> The task
Nothing belongs in the answer except the lines of the material that include "false".

> Dataset records
______
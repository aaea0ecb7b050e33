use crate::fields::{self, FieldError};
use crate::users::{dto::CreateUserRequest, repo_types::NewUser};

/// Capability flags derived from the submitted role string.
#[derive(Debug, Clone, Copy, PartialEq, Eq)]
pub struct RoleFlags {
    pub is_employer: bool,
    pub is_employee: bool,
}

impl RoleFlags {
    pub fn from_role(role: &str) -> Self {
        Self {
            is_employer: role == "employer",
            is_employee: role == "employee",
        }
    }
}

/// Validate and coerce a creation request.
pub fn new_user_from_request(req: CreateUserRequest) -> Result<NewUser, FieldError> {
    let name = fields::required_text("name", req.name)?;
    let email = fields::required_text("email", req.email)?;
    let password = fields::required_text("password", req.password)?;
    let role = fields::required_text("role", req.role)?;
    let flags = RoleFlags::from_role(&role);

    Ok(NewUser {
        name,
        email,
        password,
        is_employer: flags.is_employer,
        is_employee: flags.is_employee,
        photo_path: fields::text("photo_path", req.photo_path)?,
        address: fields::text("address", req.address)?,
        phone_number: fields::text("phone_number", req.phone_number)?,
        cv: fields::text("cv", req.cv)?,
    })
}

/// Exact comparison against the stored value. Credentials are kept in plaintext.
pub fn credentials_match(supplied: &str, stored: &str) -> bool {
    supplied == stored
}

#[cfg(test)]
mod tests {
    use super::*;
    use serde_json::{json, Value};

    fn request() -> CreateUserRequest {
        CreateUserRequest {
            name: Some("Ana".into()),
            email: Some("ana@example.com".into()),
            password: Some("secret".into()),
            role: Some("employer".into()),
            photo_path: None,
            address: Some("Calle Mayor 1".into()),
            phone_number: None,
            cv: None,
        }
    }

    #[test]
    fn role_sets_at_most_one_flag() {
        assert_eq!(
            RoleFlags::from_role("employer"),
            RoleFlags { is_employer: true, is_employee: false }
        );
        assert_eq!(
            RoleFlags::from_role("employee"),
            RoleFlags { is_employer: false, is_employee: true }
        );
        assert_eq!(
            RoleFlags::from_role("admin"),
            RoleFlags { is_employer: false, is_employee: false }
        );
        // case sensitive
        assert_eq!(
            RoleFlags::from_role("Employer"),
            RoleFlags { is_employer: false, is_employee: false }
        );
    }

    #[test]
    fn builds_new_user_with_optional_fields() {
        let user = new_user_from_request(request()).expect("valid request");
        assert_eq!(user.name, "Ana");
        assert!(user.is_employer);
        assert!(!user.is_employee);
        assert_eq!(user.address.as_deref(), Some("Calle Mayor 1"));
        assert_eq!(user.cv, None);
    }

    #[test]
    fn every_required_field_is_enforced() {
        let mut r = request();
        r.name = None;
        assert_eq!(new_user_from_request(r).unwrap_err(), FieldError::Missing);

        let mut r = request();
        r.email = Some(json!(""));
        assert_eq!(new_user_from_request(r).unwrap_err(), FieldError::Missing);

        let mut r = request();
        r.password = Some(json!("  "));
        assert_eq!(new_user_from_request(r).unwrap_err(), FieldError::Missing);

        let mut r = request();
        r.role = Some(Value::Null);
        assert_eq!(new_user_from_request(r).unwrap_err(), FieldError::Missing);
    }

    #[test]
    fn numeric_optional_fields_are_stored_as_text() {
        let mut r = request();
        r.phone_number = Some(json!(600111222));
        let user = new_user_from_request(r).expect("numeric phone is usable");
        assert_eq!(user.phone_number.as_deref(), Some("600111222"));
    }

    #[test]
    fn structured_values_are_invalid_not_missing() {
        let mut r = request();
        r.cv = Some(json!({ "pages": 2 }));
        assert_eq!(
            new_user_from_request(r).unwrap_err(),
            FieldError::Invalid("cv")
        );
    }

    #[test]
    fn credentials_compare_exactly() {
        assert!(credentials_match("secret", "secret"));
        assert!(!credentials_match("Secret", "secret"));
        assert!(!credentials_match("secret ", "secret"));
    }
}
______
> Task output
            RoleFlags { is_employer: true, is_employee: false }
            RoleFlags { is_employer: false, is_employee: true }
            RoleFlags { is_employer: false, is_employee: false }
            RoleFlags { is_employer: false, is_employee: false }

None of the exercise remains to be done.